*** Opening MATERIAL TO PROCESS ***

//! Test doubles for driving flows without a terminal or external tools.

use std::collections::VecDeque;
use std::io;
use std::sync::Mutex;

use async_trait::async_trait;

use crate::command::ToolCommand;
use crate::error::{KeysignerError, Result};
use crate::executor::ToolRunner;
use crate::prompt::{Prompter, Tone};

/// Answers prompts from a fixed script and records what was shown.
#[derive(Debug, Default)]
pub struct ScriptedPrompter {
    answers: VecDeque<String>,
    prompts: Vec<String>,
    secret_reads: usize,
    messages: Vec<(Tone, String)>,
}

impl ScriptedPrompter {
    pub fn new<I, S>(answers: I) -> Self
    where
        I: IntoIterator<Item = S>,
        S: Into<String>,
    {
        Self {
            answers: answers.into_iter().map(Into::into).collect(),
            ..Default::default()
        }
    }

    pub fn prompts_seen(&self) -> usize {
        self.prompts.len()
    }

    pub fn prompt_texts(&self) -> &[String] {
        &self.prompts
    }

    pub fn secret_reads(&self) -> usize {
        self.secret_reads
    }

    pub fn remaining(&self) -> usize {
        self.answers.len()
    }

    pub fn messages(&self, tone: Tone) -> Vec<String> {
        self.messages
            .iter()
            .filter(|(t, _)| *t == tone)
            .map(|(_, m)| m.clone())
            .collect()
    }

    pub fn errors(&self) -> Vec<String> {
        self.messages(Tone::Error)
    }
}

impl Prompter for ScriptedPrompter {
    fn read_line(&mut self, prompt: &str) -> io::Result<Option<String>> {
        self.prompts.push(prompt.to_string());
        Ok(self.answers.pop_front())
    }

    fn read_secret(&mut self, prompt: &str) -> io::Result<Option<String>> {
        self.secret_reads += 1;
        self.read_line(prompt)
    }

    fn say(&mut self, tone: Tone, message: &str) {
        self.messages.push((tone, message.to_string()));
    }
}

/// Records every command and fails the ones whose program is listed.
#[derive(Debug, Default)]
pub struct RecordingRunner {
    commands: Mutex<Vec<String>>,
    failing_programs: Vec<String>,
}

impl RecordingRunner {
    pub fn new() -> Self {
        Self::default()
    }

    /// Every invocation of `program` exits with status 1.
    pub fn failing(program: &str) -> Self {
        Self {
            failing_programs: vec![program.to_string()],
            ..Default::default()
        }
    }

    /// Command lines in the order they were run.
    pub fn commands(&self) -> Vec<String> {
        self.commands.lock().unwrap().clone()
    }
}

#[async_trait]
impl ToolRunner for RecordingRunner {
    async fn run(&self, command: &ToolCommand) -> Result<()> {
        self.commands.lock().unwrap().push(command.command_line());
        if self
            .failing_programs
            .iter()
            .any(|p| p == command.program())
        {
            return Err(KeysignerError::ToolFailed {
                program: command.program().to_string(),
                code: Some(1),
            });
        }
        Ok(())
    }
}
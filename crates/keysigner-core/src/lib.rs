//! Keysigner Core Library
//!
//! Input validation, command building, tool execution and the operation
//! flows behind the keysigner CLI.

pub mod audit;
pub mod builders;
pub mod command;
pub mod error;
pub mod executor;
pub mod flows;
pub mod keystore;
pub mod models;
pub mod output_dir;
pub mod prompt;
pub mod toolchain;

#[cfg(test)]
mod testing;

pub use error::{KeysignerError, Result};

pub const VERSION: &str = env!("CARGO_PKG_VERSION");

*** Closing MATERIAL TO PROCESS ***

__WHAT THE TASK ASKS__:
Copy each line of the preceding material that contains "Result".

__TASK RESPONSE__:
use crate::error::{KeysignerError, Result};
    fn read_line(&mut self, prompt: &str) -> io::Result<Option<String>> {
    fn read_secret(&mut self, prompt: &str) -> io::Result<Option<String>> {
    async fn run(&self, command: &ToolCommand) -> Result<()> {
pub use error::{KeysignerError, Result};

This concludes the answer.